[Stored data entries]
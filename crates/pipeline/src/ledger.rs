//! Persistence seams for the pipeline.
//!
//! [`JobLedger`] is the durable job record (status machine + checkpoint);
//! [`PhotoLedger`] is the photo catalog. The production implementation
//! ([`PgLedger`]) delegates to the repositories in `gala-db`; tests use
//! [`MemoryLedger`](crate::memory::MemoryLedger).

use async_trait::async_trait;

use gala_core::types::DbId;
use gala_db::models::photo::{CreatePhoto, Photo};
use gala_db::models::status::{StatusId, UploadJobStatus};
use gala_db::models::upload_job::{EntryError, UploadJob};
use gala_db::repositories::{PhotoRepo, UploadJobRepo};
use gala_db::DbPool;

/// Durable upload-job state. All mutating operations carry the same
/// conditional semantics as the SQL layer: they return `None` when the
/// expected-status guard did not match.
#[async_trait]
pub trait JobLedger: Send + Sync {
    async fn find(&self, id: DbId) -> Result<Option<UploadJob>, sqlx::Error>;

    /// Cheap status-only read, called at every batch boundary.
    async fn status_of(&self, id: DbId) -> Result<Option<StatusId>, sqlx::Error>;

    /// Conditionally move a job from `from` to `to`.
    async fn transition(
        &self,
        id: DbId,
        from: UploadJobStatus,
        to: UploadJobStatus,
    ) -> Result<Option<UploadJob>, sqlx::Error>;

    /// Persist the extraction result exactly once.
    async fn set_manifest(
        &self,
        id: DbId,
        total_photos: i32,
        file_list: &[String],
    ) -> Result<Option<UploadJob>, sqlx::Error>;

    /// Durably checkpoint progress counters and the error list.
    async fn checkpoint(
        &self,
        id: DbId,
        processed_photos: i32,
        failed_photos: i32,
        entry_errors: &[EntryError],
    ) -> Result<Option<UploadJob>, sqlx::Error>;

    /// Terminal failure with a persisted message.
    async fn fail(&self, id: DbId, message: &str) -> Result<Option<UploadJob>, sqlx::Error>;
}

/// Photo catalog writes.
#[async_trait]
pub trait PhotoLedger: Send + Sync {
    /// Insert a catalog row; display order is assigned by the ledger.
    async fn insert(&self, input: &CreatePhoto) -> Result<Photo, sqlx::Error>;
}

/// PostgreSQL-backed ledger over the `gala-db` repositories.
pub struct PgLedger {
    pool: DbPool,
}

impl PgLedger {
    pub fn new(pool: DbPool) -> Self {
        Self { pool }
    }
}

#[async_trait]
impl JobLedger for PgLedger {
    async fn find(&self, id: DbId) -> Result<Option<UploadJob>, sqlx::Error> {
        UploadJobRepo::find_by_id(&self.pool, id).await
    }

    async fn status_of(&self, id: DbId) -> Result<Option<StatusId>, sqlx::Error> {
        UploadJobRepo::status_of(&self.pool, id).await
    }

    async fn transition(
        &self,
        id: DbId,
        from: UploadJobStatus,
        to: UploadJobStatus,
    ) -> Result<Option<UploadJob>, sqlx::Error> {
        UploadJobRepo::transition(&self.pool, id, from, to).await
    }

    async fn set_manifest(
        &self,
        id: DbId,
        total_photos: i32,
        file_list: &[String],
    ) -> Result<Option<UploadJob>, sqlx::Error> {
        UploadJobRepo::set_manifest(&self.pool, id, total_photos, file_list).await
    }

    async fn checkpoint(
        &self,
        id: DbId,
        processed_photos: i32,
        failed_photos: i32,
        entry_errors: &[EntryError],
    ) -> Result<Option<UploadJob>, sqlx::Error> {
        UploadJobRepo::checkpoint(&self.pool, id, processed_photos, failed_photos, entry_errors)
            .await
    }

    async fn fail(&self, id: DbId, message: &str) -> Result<Option<UploadJob>, sqlx::Error> {
        UploadJobRepo::fail(&self.pool, id, message).await
    }
}

#[async_trait]
impl PhotoLedger for PgLedger {
    async fn insert(&self, input: &CreatePhoto) -> Result<Photo, sqlx::Error> {
        PhotoRepo::create(&self.pool, input).await
    }
}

To do: Where does the string "PhotoLedger" appear in the records above? Show every line that holds it.

Exercise result:
//! [`PhotoLedger`] is the photo catalog. The production implementation
pub trait PhotoLedger: Send + Sync {
impl PhotoLedger for PgLedger {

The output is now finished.